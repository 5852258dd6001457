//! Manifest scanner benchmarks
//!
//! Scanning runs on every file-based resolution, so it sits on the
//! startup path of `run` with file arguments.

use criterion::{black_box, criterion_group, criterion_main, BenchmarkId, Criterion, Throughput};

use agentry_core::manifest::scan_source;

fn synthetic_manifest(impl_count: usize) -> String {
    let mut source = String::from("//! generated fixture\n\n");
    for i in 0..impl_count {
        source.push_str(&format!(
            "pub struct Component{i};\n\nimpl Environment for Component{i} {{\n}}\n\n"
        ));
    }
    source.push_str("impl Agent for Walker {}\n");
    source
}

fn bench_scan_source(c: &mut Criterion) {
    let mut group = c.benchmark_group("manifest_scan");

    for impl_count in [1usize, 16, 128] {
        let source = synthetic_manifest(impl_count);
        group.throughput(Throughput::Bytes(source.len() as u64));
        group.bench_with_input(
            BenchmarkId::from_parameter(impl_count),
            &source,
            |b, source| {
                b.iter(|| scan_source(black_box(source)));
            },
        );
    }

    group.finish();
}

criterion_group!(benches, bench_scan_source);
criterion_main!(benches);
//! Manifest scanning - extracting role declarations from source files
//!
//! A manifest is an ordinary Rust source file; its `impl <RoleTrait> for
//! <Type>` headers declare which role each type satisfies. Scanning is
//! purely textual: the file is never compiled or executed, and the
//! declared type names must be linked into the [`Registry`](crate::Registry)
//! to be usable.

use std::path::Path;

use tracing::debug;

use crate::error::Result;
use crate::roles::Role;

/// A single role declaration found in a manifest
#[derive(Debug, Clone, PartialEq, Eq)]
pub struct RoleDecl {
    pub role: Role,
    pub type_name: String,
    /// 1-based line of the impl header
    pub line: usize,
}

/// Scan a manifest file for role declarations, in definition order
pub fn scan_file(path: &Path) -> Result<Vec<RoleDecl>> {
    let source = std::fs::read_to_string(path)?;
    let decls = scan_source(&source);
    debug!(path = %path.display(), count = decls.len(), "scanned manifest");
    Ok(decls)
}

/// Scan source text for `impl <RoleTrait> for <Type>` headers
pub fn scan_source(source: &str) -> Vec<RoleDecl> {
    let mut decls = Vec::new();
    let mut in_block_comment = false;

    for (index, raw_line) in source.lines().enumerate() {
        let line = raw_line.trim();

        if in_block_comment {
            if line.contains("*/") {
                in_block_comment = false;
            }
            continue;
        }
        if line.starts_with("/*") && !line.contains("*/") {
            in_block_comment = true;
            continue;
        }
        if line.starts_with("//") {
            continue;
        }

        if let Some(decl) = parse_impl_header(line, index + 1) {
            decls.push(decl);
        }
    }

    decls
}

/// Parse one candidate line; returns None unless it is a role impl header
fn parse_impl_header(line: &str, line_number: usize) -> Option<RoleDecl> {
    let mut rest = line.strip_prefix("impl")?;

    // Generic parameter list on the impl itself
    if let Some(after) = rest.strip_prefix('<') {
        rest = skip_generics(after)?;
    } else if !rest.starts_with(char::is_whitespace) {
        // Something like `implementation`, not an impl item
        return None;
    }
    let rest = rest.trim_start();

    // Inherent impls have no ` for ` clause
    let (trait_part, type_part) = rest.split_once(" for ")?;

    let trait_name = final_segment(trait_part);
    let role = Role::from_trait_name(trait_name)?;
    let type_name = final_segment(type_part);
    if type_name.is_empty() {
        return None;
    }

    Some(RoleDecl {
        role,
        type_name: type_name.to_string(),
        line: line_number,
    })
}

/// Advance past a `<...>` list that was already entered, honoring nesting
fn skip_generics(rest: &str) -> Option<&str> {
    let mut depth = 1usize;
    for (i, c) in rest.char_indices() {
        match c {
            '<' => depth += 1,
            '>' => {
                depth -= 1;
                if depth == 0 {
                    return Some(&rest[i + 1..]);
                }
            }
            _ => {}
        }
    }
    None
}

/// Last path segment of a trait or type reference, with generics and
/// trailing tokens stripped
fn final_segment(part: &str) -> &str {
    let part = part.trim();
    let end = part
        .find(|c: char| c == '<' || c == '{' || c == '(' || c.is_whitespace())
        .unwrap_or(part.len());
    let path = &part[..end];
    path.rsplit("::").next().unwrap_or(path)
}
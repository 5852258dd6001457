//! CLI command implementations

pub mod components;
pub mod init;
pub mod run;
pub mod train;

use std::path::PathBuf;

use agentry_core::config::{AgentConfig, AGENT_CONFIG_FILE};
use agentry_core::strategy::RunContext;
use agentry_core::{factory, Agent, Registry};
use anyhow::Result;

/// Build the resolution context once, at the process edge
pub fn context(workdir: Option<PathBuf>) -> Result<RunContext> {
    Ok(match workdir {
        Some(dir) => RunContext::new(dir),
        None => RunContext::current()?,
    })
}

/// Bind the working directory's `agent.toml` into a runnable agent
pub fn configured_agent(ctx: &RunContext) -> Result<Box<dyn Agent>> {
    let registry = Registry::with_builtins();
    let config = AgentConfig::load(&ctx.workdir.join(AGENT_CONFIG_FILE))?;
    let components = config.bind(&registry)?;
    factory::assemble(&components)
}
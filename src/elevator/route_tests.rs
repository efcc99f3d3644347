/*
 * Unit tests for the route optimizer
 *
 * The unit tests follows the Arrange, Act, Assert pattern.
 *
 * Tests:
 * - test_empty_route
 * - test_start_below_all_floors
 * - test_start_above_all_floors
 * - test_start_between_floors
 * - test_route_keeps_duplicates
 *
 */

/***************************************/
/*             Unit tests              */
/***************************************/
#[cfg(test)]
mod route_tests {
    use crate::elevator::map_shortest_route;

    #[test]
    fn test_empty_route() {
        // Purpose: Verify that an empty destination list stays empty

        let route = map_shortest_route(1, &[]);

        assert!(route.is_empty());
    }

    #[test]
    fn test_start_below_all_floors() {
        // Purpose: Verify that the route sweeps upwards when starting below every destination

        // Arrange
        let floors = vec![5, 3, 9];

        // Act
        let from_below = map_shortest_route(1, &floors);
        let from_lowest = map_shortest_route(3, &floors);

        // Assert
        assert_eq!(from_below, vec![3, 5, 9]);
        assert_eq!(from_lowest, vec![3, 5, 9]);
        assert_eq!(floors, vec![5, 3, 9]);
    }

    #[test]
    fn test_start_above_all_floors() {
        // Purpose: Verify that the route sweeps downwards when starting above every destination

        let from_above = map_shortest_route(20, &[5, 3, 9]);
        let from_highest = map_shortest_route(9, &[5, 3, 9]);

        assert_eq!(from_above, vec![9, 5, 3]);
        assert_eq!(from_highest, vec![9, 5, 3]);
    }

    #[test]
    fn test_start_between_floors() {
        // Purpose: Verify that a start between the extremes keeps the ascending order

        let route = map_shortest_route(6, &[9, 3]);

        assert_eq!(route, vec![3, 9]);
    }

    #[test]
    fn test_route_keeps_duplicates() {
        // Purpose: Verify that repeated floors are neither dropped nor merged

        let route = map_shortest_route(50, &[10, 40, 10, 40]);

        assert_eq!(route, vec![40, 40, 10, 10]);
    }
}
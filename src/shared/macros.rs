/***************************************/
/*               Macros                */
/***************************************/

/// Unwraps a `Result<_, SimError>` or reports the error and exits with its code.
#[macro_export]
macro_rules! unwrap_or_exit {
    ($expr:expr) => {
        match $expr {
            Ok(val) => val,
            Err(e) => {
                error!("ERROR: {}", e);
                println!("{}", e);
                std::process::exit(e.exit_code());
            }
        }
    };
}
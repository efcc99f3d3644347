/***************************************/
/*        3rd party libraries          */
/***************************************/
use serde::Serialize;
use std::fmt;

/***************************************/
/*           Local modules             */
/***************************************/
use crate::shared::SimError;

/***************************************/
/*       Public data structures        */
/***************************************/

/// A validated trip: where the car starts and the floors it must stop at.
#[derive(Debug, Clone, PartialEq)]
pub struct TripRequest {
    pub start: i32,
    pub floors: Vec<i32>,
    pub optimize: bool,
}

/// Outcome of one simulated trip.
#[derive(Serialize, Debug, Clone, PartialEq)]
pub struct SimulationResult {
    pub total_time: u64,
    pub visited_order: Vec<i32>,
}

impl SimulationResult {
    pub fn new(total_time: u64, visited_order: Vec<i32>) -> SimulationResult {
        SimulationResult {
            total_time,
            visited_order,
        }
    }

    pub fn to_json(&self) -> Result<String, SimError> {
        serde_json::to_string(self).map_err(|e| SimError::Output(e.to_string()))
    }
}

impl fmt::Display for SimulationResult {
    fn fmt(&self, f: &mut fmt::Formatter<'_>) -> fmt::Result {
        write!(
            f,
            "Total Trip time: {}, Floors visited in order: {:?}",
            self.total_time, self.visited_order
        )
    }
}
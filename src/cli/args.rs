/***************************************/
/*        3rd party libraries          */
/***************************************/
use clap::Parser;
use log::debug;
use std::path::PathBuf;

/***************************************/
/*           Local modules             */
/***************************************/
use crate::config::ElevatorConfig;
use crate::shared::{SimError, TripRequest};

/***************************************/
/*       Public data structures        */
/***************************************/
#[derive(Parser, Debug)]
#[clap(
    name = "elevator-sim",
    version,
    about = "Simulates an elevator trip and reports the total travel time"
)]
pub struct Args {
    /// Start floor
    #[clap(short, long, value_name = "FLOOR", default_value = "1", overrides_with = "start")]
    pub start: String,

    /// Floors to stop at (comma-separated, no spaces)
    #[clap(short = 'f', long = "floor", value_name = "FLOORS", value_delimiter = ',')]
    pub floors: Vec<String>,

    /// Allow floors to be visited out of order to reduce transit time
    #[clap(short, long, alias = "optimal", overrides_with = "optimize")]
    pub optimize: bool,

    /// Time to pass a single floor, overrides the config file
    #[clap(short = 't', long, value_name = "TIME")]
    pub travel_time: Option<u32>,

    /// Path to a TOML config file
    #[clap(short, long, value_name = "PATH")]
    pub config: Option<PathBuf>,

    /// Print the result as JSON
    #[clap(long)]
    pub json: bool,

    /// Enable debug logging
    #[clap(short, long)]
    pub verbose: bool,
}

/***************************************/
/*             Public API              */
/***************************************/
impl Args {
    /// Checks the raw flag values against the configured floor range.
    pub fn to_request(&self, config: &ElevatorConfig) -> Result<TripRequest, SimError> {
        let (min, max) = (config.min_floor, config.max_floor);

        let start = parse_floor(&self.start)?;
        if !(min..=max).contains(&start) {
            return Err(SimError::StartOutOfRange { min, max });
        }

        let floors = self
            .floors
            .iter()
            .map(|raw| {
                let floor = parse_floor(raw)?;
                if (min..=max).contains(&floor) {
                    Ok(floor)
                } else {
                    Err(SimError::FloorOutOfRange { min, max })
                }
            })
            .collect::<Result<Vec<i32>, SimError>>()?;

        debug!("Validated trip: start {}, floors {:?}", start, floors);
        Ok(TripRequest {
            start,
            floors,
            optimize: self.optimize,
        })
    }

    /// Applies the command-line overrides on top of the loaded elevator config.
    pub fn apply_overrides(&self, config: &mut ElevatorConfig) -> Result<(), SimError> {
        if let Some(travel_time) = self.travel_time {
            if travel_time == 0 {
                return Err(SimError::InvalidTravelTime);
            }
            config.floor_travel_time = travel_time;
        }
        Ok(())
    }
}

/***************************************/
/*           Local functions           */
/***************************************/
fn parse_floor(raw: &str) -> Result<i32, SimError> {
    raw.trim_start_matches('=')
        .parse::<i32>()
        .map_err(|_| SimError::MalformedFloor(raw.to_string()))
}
__________________________________________________
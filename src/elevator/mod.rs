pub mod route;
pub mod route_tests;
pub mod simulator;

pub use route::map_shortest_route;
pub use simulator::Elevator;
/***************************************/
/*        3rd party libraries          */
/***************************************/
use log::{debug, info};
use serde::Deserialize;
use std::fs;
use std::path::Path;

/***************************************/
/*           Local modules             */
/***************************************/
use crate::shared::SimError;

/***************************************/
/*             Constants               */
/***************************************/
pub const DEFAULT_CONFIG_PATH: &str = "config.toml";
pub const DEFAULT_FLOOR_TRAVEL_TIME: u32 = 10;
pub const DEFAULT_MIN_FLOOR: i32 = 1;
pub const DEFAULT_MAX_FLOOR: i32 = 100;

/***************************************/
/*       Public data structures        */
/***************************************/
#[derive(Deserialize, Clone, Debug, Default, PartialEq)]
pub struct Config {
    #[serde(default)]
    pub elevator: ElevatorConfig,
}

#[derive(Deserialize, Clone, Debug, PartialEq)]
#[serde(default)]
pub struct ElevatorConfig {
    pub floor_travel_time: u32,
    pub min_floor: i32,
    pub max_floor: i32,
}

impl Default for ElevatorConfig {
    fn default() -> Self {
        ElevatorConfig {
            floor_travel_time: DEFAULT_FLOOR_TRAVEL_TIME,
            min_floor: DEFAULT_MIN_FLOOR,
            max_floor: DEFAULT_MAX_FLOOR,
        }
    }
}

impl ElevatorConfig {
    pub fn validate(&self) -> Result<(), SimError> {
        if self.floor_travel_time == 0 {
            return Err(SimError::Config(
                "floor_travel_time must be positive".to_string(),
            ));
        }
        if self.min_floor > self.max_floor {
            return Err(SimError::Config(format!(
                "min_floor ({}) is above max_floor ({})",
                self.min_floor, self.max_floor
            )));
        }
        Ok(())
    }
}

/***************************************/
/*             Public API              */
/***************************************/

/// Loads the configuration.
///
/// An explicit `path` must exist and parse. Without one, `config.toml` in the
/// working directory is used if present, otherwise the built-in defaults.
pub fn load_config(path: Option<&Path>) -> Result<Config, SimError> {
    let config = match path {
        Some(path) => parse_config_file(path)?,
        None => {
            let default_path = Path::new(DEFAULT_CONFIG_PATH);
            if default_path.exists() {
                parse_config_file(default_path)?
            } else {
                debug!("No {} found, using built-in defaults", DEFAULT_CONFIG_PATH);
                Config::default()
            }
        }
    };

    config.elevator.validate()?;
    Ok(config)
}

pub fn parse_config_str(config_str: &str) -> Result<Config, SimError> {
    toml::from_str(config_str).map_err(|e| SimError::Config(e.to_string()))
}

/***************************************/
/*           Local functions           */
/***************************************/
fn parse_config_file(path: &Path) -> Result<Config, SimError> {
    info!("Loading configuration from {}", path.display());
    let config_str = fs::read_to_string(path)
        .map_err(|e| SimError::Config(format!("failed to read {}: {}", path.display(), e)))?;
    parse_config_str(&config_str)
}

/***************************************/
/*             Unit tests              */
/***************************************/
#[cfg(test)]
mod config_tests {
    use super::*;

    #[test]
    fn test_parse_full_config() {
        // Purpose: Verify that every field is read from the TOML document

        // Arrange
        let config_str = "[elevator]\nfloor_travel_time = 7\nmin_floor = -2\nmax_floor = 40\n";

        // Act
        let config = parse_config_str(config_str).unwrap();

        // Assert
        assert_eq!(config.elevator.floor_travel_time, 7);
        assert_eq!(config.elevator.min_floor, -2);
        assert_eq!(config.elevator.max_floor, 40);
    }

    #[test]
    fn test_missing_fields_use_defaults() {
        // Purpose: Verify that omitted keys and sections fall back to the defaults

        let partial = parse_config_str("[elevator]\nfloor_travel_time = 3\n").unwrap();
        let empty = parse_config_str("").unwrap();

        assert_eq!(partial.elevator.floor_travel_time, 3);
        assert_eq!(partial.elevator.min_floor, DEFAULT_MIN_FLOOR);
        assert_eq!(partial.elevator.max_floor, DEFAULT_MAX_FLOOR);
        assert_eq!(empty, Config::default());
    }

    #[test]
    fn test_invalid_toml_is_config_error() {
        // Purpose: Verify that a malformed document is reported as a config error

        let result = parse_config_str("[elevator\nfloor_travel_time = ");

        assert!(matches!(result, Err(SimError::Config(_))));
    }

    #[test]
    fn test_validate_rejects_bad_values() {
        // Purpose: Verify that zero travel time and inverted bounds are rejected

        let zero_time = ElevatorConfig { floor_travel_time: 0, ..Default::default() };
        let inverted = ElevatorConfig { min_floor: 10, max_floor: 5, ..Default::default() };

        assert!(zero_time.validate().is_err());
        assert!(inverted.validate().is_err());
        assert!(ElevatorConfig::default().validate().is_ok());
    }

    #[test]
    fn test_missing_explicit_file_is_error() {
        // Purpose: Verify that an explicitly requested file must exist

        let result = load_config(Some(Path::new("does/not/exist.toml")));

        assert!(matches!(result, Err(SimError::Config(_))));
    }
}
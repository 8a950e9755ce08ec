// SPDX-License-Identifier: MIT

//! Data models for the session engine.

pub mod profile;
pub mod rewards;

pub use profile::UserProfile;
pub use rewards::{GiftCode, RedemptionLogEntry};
__________________________________________________
• REQUIRED WORK: Copy all lines of the records in which the string "SimulationResult" can be found.

• ANSWER SECTION:
pub struct SimulationResult {
impl SimulationResult {
    pub fn new(total_time: u64, visited_order: Vec<i32>) -> SimulationResult {
        SimulationResult {
impl fmt::Display for SimulationResult {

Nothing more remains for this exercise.